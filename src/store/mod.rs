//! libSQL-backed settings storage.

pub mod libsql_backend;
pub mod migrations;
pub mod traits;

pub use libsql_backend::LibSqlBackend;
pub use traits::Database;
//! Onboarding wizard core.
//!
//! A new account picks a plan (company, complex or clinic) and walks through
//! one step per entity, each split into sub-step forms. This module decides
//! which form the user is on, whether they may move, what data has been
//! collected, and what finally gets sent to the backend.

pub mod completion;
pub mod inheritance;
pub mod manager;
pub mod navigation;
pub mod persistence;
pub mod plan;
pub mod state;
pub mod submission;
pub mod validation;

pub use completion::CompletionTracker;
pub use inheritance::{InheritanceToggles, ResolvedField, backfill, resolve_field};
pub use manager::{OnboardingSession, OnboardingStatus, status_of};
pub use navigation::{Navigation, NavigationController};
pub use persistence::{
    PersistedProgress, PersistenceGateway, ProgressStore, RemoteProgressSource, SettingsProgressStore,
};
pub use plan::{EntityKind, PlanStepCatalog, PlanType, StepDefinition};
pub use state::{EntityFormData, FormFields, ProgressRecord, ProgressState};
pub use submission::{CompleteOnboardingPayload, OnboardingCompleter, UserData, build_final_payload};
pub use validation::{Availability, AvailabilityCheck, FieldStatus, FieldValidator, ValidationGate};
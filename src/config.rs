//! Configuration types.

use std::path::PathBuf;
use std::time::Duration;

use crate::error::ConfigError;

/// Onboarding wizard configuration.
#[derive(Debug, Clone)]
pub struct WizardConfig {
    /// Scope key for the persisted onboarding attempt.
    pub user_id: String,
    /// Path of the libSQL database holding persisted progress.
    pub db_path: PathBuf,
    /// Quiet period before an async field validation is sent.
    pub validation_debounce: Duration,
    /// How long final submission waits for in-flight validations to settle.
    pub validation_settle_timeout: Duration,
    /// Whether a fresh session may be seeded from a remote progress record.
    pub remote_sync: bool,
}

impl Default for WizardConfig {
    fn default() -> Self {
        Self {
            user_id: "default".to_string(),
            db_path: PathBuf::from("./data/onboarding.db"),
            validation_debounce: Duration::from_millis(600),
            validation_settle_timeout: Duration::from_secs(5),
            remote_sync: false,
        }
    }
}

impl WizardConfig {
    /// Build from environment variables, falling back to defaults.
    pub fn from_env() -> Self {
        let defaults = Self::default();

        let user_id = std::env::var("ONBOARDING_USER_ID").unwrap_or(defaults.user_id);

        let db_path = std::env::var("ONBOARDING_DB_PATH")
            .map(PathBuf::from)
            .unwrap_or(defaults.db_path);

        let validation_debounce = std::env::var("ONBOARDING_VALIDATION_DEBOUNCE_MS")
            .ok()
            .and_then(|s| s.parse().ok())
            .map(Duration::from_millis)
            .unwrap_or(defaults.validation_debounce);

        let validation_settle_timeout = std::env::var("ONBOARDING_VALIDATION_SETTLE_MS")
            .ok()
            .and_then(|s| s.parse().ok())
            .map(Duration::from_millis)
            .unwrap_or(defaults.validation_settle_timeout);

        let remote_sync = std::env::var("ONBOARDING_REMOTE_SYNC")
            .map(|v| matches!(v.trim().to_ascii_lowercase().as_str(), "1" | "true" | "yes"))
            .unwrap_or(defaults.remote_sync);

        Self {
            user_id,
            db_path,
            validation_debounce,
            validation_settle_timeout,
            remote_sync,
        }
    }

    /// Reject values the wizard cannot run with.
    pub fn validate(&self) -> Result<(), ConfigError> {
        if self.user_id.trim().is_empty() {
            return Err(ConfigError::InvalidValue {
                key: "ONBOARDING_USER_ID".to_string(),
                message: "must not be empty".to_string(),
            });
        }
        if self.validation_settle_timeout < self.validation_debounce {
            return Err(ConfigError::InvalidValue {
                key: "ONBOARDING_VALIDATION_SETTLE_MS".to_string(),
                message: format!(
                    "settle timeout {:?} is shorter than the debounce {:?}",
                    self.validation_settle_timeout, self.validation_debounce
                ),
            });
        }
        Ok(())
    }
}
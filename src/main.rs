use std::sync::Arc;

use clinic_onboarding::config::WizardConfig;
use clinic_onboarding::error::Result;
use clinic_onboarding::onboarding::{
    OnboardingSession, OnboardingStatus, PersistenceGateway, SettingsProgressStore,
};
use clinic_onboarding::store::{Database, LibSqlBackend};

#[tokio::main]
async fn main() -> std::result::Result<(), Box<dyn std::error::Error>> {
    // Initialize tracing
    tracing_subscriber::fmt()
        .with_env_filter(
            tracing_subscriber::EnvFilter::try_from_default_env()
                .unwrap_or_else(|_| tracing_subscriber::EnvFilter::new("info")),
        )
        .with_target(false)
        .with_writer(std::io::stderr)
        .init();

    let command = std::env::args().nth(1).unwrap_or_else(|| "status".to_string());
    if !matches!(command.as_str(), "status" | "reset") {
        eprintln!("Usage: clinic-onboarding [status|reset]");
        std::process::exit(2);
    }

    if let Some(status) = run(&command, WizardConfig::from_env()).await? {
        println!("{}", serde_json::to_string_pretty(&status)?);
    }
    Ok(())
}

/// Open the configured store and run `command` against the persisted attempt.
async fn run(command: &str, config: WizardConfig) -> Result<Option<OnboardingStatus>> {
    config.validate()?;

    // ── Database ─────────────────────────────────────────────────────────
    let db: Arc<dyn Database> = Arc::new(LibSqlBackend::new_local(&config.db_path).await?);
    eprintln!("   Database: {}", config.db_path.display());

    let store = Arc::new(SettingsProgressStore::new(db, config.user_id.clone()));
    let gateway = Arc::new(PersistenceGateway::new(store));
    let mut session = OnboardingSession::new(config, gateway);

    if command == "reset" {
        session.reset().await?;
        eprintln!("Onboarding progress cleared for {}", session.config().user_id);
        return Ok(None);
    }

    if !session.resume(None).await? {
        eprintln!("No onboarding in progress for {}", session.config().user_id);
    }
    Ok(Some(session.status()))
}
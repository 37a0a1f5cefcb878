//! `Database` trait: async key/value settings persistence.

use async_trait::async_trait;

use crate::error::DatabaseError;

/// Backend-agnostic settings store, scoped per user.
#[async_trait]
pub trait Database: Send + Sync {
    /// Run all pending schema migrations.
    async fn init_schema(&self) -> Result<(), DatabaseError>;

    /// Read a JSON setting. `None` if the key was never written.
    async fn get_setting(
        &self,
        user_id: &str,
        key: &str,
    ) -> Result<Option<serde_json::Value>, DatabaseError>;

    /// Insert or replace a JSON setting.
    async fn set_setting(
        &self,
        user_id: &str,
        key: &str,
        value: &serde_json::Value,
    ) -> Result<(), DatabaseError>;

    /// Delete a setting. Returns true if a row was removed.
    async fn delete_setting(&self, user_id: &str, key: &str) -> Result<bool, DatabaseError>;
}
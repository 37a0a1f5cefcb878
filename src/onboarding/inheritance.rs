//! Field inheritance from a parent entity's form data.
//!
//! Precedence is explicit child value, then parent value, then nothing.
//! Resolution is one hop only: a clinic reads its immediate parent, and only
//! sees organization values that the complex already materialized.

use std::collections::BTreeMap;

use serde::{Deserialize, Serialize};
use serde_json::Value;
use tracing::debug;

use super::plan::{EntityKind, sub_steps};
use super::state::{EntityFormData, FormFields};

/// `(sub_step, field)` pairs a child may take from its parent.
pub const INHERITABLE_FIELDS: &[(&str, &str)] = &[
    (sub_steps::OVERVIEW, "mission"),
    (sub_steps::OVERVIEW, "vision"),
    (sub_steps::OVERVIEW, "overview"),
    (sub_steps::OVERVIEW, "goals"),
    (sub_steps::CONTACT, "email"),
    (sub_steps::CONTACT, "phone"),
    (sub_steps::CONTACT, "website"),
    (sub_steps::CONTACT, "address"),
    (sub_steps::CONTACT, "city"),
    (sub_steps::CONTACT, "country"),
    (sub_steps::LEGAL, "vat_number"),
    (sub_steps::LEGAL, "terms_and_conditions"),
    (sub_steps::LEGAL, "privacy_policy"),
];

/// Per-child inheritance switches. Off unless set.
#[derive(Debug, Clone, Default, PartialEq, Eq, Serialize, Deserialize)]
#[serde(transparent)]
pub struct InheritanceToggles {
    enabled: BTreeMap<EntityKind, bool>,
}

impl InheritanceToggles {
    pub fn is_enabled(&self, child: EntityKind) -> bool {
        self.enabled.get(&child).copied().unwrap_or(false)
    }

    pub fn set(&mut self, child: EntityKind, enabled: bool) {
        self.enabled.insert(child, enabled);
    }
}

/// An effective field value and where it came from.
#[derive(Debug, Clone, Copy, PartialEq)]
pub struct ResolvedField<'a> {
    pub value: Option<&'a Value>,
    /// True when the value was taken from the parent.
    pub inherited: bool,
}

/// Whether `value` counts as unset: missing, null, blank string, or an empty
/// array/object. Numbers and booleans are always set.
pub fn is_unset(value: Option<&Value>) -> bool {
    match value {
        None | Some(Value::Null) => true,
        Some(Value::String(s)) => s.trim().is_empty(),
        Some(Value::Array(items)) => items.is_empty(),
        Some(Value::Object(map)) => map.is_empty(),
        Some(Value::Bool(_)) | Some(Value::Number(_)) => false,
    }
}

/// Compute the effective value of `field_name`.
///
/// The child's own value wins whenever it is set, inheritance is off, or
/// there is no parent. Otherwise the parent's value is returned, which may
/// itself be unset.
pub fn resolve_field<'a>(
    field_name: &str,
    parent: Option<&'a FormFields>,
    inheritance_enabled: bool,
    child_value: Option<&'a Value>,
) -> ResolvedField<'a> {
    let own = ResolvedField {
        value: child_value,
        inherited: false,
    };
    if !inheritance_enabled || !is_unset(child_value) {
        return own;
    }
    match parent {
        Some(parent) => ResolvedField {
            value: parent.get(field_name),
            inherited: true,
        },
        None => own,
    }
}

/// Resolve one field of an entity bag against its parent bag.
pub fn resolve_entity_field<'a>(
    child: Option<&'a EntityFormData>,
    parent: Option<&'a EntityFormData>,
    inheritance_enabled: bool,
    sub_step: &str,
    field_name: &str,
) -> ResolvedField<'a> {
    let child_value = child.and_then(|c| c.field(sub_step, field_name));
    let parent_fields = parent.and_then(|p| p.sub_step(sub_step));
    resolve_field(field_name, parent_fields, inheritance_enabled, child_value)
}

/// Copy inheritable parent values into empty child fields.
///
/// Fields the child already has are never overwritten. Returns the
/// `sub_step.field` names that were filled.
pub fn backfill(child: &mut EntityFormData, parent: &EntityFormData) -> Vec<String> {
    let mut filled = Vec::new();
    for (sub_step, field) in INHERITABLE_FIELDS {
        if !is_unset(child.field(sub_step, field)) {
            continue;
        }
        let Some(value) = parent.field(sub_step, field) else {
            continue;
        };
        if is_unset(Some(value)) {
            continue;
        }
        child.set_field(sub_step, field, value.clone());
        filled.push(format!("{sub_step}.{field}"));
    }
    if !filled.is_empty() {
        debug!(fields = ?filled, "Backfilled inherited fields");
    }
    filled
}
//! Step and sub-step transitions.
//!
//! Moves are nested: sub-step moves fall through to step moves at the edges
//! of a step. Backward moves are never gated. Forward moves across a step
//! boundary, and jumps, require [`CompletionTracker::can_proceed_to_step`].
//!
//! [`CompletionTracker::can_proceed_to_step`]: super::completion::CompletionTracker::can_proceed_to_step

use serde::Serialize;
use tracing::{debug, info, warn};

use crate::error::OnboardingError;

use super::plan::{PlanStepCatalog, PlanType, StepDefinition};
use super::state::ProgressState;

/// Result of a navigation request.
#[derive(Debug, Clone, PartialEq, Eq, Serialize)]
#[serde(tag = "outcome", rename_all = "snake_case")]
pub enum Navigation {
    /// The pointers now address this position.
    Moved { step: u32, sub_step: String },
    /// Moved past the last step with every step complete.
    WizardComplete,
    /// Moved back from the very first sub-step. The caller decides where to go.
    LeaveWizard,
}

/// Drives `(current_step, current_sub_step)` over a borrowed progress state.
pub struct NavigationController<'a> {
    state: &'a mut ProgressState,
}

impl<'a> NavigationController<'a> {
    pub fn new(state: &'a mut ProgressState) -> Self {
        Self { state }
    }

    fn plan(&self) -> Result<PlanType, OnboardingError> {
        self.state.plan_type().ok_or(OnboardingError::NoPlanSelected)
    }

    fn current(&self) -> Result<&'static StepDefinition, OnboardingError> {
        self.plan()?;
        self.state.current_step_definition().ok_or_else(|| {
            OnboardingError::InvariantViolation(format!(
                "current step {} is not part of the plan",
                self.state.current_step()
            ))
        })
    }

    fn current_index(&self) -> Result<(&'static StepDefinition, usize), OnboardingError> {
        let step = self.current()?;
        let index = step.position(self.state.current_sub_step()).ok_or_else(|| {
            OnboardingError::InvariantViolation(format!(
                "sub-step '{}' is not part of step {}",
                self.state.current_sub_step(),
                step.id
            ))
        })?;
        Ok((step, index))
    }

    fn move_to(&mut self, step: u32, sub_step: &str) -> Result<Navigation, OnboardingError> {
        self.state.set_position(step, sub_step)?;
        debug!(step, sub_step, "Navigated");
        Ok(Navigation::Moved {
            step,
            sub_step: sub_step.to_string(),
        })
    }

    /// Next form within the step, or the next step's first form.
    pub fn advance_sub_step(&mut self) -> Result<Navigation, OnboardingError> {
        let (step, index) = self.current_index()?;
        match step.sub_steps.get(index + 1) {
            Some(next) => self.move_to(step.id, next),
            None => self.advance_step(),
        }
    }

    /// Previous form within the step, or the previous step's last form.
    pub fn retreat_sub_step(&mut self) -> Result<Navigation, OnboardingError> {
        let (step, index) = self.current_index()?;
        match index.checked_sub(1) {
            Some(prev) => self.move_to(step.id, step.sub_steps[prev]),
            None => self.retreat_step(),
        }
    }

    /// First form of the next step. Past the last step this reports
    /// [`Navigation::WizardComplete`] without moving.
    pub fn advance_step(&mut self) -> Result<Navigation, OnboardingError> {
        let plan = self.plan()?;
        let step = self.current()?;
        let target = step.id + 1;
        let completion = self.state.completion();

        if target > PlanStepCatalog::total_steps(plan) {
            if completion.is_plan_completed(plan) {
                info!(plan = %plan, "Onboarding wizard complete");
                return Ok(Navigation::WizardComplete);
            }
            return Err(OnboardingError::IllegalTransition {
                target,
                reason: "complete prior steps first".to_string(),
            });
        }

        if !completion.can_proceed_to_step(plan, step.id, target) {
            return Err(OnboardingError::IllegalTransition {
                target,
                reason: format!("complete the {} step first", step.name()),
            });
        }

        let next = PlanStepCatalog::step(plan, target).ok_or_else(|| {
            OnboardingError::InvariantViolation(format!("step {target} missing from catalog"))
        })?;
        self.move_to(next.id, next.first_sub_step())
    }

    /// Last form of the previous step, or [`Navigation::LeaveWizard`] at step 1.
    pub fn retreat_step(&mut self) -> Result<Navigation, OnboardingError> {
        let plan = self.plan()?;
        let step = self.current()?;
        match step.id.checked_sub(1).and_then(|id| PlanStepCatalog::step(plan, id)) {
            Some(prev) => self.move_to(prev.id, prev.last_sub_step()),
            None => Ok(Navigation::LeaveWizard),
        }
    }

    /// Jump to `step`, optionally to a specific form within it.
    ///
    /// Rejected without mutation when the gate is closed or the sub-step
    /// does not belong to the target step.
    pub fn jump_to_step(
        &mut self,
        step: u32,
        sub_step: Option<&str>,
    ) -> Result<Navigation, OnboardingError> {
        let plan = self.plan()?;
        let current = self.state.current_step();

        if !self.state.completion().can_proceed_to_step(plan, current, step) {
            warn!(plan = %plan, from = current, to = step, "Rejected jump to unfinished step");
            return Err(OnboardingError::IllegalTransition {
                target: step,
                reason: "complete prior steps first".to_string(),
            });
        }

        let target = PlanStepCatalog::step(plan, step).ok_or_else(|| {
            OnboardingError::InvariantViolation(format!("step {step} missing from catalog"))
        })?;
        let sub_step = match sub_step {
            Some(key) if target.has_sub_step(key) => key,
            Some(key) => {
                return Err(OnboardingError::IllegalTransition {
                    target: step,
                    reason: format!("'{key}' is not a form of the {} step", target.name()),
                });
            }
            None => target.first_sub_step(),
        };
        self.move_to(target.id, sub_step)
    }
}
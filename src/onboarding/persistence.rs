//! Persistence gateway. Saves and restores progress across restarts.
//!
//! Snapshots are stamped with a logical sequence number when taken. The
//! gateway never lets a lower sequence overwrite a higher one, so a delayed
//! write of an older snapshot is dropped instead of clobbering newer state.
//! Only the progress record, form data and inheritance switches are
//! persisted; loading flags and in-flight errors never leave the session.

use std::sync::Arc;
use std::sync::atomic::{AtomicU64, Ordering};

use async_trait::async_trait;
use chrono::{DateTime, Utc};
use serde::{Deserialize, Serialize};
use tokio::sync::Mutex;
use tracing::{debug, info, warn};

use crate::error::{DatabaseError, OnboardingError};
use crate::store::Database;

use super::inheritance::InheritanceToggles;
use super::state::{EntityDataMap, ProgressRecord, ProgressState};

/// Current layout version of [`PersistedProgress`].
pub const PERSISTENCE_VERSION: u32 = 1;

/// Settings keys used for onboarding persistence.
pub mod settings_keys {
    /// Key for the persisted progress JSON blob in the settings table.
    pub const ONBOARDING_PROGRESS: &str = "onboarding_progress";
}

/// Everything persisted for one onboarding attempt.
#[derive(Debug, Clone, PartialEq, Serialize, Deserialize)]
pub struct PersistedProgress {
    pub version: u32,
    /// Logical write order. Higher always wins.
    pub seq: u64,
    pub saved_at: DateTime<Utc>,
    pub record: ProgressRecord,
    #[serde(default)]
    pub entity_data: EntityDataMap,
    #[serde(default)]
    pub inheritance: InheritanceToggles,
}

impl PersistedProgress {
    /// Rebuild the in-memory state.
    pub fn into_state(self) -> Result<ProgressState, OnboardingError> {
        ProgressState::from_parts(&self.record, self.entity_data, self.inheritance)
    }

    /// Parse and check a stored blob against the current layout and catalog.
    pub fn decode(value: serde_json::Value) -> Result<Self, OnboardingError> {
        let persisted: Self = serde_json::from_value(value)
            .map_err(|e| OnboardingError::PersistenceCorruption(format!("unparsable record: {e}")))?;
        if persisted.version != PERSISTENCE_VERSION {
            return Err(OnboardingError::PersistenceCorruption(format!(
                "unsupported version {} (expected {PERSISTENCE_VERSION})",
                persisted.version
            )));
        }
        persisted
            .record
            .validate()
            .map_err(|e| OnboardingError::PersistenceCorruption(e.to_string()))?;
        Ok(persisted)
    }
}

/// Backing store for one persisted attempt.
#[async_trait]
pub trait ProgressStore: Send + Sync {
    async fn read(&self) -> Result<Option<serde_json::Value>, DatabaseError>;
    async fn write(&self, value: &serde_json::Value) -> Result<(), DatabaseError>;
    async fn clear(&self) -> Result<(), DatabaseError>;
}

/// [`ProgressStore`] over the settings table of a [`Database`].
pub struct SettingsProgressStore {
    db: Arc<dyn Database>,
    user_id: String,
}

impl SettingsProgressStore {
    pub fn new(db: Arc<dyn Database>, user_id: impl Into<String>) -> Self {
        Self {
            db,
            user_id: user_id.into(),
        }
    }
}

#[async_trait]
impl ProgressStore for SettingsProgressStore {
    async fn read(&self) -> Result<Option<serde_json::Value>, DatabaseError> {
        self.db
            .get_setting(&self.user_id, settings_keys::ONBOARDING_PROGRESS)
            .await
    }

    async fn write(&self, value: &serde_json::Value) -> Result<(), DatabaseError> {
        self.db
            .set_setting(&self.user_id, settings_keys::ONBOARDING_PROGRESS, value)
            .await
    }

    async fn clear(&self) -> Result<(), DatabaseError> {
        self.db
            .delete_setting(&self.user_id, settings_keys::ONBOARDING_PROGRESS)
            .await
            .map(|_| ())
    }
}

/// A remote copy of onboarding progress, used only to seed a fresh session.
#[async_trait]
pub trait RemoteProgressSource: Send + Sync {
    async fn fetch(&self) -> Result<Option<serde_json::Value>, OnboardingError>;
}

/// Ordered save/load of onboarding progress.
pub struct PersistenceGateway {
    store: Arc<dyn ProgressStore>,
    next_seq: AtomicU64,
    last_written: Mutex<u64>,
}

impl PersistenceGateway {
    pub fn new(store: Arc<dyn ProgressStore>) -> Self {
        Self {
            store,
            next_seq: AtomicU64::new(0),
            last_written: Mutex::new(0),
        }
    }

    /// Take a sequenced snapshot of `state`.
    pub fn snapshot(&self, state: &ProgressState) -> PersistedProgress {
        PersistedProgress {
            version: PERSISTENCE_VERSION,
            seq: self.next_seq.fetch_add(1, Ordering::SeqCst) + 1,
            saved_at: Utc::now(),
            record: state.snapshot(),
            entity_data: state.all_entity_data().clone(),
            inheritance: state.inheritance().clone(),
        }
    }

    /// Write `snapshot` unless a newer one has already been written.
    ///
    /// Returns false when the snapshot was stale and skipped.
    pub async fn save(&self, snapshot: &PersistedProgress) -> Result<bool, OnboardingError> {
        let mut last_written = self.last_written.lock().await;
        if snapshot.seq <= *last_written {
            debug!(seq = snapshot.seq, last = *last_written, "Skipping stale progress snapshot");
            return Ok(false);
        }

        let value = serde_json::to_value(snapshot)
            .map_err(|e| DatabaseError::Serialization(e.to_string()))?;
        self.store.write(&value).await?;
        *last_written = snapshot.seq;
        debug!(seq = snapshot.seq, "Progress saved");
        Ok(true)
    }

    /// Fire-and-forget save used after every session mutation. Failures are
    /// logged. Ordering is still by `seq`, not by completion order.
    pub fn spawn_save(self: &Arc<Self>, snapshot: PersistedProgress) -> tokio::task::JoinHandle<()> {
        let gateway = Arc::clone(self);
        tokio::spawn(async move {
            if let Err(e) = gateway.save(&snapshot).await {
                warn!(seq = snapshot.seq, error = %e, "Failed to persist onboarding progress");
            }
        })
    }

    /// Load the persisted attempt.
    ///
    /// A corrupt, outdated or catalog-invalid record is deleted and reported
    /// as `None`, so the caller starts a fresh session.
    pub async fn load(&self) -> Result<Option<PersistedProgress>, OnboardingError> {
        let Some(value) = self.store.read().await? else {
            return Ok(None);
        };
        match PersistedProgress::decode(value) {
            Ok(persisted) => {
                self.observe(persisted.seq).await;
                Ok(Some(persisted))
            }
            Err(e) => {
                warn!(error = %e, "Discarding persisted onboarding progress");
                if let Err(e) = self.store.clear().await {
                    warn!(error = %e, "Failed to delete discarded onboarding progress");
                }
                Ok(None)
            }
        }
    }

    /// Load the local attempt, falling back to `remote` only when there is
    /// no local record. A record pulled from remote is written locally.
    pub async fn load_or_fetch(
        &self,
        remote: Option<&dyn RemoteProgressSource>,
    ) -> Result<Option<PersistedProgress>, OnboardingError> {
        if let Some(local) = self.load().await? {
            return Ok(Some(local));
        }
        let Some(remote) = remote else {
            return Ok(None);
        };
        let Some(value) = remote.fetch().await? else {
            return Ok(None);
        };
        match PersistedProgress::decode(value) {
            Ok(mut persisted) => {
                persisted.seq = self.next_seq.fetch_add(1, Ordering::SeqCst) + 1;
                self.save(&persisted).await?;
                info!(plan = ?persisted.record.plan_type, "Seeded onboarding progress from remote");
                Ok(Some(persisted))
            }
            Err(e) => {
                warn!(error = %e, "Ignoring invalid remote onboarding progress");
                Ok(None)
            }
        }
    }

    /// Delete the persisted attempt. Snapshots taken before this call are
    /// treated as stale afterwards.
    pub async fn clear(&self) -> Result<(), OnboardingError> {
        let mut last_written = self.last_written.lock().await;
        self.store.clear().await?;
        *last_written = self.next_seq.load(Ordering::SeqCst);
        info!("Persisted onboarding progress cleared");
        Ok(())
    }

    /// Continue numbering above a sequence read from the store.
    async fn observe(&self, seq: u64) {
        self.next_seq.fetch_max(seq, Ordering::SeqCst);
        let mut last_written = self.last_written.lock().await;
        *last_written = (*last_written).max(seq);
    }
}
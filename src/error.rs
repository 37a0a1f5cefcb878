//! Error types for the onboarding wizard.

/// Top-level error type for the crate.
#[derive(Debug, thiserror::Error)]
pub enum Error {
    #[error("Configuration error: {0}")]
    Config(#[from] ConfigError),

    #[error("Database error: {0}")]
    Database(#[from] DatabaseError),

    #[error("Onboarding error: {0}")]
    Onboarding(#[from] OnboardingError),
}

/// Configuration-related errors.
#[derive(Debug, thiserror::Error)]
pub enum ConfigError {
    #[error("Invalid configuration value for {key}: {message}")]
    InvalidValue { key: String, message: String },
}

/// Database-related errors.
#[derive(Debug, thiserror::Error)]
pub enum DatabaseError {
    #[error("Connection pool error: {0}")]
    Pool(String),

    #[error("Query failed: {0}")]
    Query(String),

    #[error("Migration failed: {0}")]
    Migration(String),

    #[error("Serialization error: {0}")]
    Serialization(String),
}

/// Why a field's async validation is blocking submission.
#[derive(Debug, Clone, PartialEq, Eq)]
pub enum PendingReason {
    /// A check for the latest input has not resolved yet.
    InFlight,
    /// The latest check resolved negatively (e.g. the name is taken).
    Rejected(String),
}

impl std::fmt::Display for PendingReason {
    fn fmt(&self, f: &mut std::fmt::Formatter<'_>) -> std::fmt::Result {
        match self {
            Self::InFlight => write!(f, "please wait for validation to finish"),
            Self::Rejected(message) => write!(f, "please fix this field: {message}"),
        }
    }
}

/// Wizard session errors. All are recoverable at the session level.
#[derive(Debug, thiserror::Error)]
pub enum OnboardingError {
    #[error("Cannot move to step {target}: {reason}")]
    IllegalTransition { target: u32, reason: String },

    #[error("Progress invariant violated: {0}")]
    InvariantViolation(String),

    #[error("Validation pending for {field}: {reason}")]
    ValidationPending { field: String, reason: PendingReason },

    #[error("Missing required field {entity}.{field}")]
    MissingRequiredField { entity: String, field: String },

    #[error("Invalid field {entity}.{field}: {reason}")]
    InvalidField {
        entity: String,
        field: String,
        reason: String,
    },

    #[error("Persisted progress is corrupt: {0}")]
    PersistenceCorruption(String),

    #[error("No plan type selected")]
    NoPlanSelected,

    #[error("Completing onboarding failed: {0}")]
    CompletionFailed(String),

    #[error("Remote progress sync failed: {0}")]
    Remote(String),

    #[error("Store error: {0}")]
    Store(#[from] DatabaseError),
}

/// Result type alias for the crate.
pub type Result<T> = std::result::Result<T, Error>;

#### WHAT THIS TASK INVOLVES
The required output is the exact run of lines from the beginning of the listing above to the line that contains "to the backend.", inclusive of both.

#### WRITTEN SOLUTION
filename src/store/mod.rs
//! libSQL-backed settings storage.

pub mod libsql_backend;
pub mod migrations;
pub mod traits;

pub use libsql_backend::LibSqlBackend;
pub use traits::Database;
//! Onboarding wizard core.
//!
//! A new account picks a plan (company, complex or clinic) and walks through
//! one step per entity, each split into sub-step forms. This module decides
//! which form the user is on, whether they may move, what data has been
//! collected, and what finally gets sent to the backend.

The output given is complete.